O assassinato do Sr. Dorval, a morte de estudantes e as ações assassinas das gangues já geraram protestos e manifestações significativas em todo o país. O movimento insurrecional de massas, que se manifestou inúmeras vezes nos últimos anos contra os cortes nos subsídios aos combustíveis, as eleições fraudulentas, a corrupção e o escândalo PetroCaribe mostram claramente que as massas estão preparadas para lutar. O que é necessário é uma liderança revolucionária preparada para liderar o caminho. Os protestos recentes podem ser vistos como uma continuação desse movimento de massas, e devemos fazer tudo o que pudermos para garantir que esse movimento continue e cresça.

Pouco antes de ser assassinado, Monferrier Dorval disse:

“O governo não funciona e é por isso que estamos sofrendo. Devemos mudar o governo e devemos fazer isso por meio da constituição … O objetivo deve ser reorganizar o Haiti para que possamos recuperar o orgulho [nacional] que perdemos há muito tempo. Estamos constantemente em crise, contando com os estrangeiros para nos dizer o que fazer. Este país não é verdadeiramente governado”.

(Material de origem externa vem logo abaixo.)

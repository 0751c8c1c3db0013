use chrono::{DateTime, Local, Utc};

use super::{AnnotationItem, AnnotationTree, ChapterHeader, ChapterSection, MarkerStyle};
use crate::annotations::{Annotation, AnnotationMarker};
use crate::config::UiOptions;
use crate::highlighter::hex_to_rgba;
use crate::publication::{strip_fragment, DocumentModel, Link, Locator};

/// Group annotations under the reading-order chapters that own them
pub fn build_tree(
    document: &dyn DocumentModel,
    annotations: &[Annotation],
    ui: &UiOptions,
) -> AnnotationTree {
    let mut tree = AnnotationTree::default();
    walk(document, document.reading_order(), 0, annotations, ui, &mut tree);
    tree
}

fn walk(
    document: &dyn DocumentModel,
    links: &[Link],
    depth: usize,
    annotations: &[Annotation],
    ui: &UiOptions,
    tree: &mut AnnotationTree,
) {
    for link in links {
        let absolute = link
            .href
            .as_deref()
            .and_then(|href| document.absolute_href(href));

        if let Some(absolute) = absolute.as_deref() {
            let items: Vec<AnnotationItem> = annotations
                .iter()
                .filter(|a| strip_fragment(&a.href) == strip_fragment(absolute))
                .map(|a| item(document, a, ui))
                .collect();

            if !items.is_empty() {
                tree.sections.push(ChapterSection {
                    depth,
                    header: header(document, link, absolute),
                    items,
                });
            }
        }

        // Children are visited whether or not the parent matched
        walk(document, &link.children, depth + 1, annotations, ui, tree);
    }
}

fn header(document: &dyn DocumentModel, link: &Link, absolute: &str) -> ChapterHeader {
    let title = document
        .toc_item_absolute(absolute)
        .and_then(|entry| entry.title)
        .or_else(|| link.title.clone())
        .unwrap_or_default();

    let mut locator = Locator::start_of(absolute);
    locator.media_type = link.media_type.clone();
    locator.title = Some(title.clone());

    ChapterHeader {
        href: absolute.to_string(),
        title,
        locator,
    }
}

fn item(document: &dyn DocumentModel, annotation: &Annotation, ui: &UiOptions) -> AnnotationItem {
    let color = hex_to_rgba(&annotation.color).unwrap_or_else(|| annotation.color.clone());
    let style = match annotation.marker {
        AnnotationMarker::Underline => MarkerStyle::Underline { border: color },
        AnnotationMarker::Highlight => MarkerStyle::Fill { background: color },
    };

    let mut locator = annotation.locator();
    if let Some(absolute) = document.absolute_href(&annotation.href) {
        locator.href = absolute;
    }

    AnnotationItem {
        id: annotation.id.clone(),
        preview: annotation.text.highlight.clone(),
        style,
        progression_label: progression_label(annotation.progression()),
        timestamp: readable_timestamp(&annotation.created),
        locator,
        deletable: ui.allows_delete(),
        annotation: annotation.clone(),
    }
}

fn progression_label(progression: f64) -> String {
    format!("{}% through resource", (progression * 100.0).round() as i64)
}

/// Creation time in the reader's local zone, e.g. "Mon Oct 19 2026 14:03:07"
pub fn readable_timestamp(created: &DateTime<Utc>) -> String {
    created
        .with_timezone(&Local)
        .format("%a %b %d %Y %H:%M:%S")
        .to_string()
}

#[cfg(test)]
mod tests {
    use super::*;
    use crate::mock::test_annotation;
    use crate::publication::{Manifest, Publication};
    use crate::sidebar::SidebarAction;

    const BASE: &str = "https://example.org/book/manifest.json";

    fn publication() -> Publication {
        let manifest = Manifest {
            reading_order: vec![
                Link::new("intro.xhtml", "Intro"),
                Link::section(
                    "Part One",
                    vec![Link::new("ch1.xhtml", "One")
                        .with_children(vec![Link::new("ch1-1.xhtml", "One point one")])],
                ),
                Link::new("ch2.xhtml#top", "Two"),
            ],
            toc: vec![Link::new("ch2.xhtml", "Chapter Two")],
            ..Default::default()
        };
        Publication::new(BASE, manifest).unwrap()
    }

    fn abs(path: &str) -> String {
        format!("https://example.org/book/{path}")
    }

    #[test]
    fn test_empty_chapters_are_pruned() {
        let annotations = vec![test_annotation("a", &abs("ch2.xhtml"))];
        let tree = build_tree(&publication(), &annotations, &UiOptions::default());

        assert_eq!(tree.sections.len(), 1);
        assert_eq!(tree.sections[0].header.title, "Chapter Two");
        assert_eq!(tree.item_count(), 1);
    }

    #[test]
    fn test_nested_matches_keep_depth() {
        let annotations = vec![
            test_annotation("a", &abs("ch1-1.xhtml")),
            test_annotation("b", &abs("ch1.xhtml")),
        ];
        let tree = build_tree(&publication(), &annotations, &UiOptions::default());

        let depths: Vec<usize> = tree.sections.iter().map(|s| s.depth).collect();
        assert_eq!(depths, vec![1, 2]);
        assert_eq!(tree.sections[0].items[0].id, "b");
        assert_eq!(tree.sections[1].header.title, "One point one");
    }

    #[test]
    fn test_fragments_are_ignored_when_matching() {
        let annotations = vec![test_annotation("a", &abs("ch2.xhtml#p4"))];
        let tree = build_tree(&publication(), &annotations, &UiOptions::default());
        assert_eq!(tree.item_count(), 1);
        let header = &tree.sections[0].header;
        assert_eq!(header.href, abs("ch2.xhtml#top"));
        assert_eq!(header.locator.locations.progression, Some(0.0));
        assert_eq!(header.locator.title.as_deref(), Some("Chapter Two"));
    }

    #[test]
    fn test_item_presentation() {
        let mut underline = test_annotation("a", &abs("intro.xhtml"));
        underline.marker = AnnotationMarker::Underline;
        underline.locations.progression = 0.426;
        let mut odd_color = test_annotation("b", &abs("intro.xhtml"));
        odd_color.color = "tomato".to_string();

        let tree = build_tree(&publication(), &[underline, odd_color], &UiOptions::default());
        let items = &tree.sections[0].items;

        assert_eq!(
            items[0].style,
            MarkerStyle::Underline {
                border: "rgba(255,0,0,0.5)".to_string()
            }
        );
        assert_eq!(items[0].progression_label, "43% through resource");
        assert_eq!(items[0].preview, "text of a");
        assert_eq!(
            items[1].style,
            MarkerStyle::Fill {
                background: "tomato".to_string()
            }
        );
    }

    #[test]
    fn test_delete_visibility_follows_ui_mode() {
        let annotations = vec![test_annotation("a", &abs("intro.xhtml"))];
        let material = UiOptions {
            material: true,
            side_nav_expanded: false,
        };
        let tree = build_tree(&publication(), &annotations, &material);
        let item = &tree.sections[0].items[0];
        assert!(!item.deletable);
        assert!(item.delete_action().is_none());

        let tree = build_tree(&publication(), &annotations, &UiOptions::default());
        let item = &tree.sections[0].items[0];
        assert!(matches!(item.delete_action(), Some(SidebarAction::Delete(a)) if a.id == "a"));
        assert!(matches!(
            item.navigate_action(),
            SidebarAction::Navigate(l) if l.href == abs("intro.xhtml")
        ));
    }

    #[test]
    fn test_readable_timestamp_format() {
        // Noon UTC stays on the same date in every zone from -11:00 to +11:00
        let created = DateTime::parse_from_rfc3339("2024-03-05T12:00:00Z")
            .unwrap()
            .with_timezone(&Utc);
        let formatted = readable_timestamp(&created);

        assert!(formatted.starts_with("Tue Mar 05 2024 "), "{formatted}");
        let time = formatted.rsplit(' ').next().unwrap();
        assert_eq!(time.len(), 8);
        assert_eq!(time.matches(':').count(), 2);
        assert!(time.ends_with(":00:00"));
    }
}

Isso expressa, embora de forma legalista, o desejo do povo haitiano de se libertar do domínio do imperialismo e de alcançar uma democracia genuína. No entanto, essas coisas não podem ser alcançadas por meio da constituição, nem sob o capitalismo. A própria história mostra que a classe dominante haitiana é incapaz de resolver esses problemas ou desenvolver o país sob seu domínio. A Constituição de 1987 não resolveu nada, por que outro esforço semelhante seria diferente?

No Haiti, é realmente uma questão de socialismo ou barbárie. Enquanto a burguesia governar o Haiti, o país será dominado pelo imperialismo. A pobreza esmagadora e todos os males do capitalismo irão persistir. O povo haitiano nunca será livre nessas condições. O único caminho a seguir será as próprias massas derrubarem a podre elite dominante e reorganizarem o Haiti, não no interesse de uma pequena minoria de exploradores ou dos imperialistas, mas no interesse das próprias massas.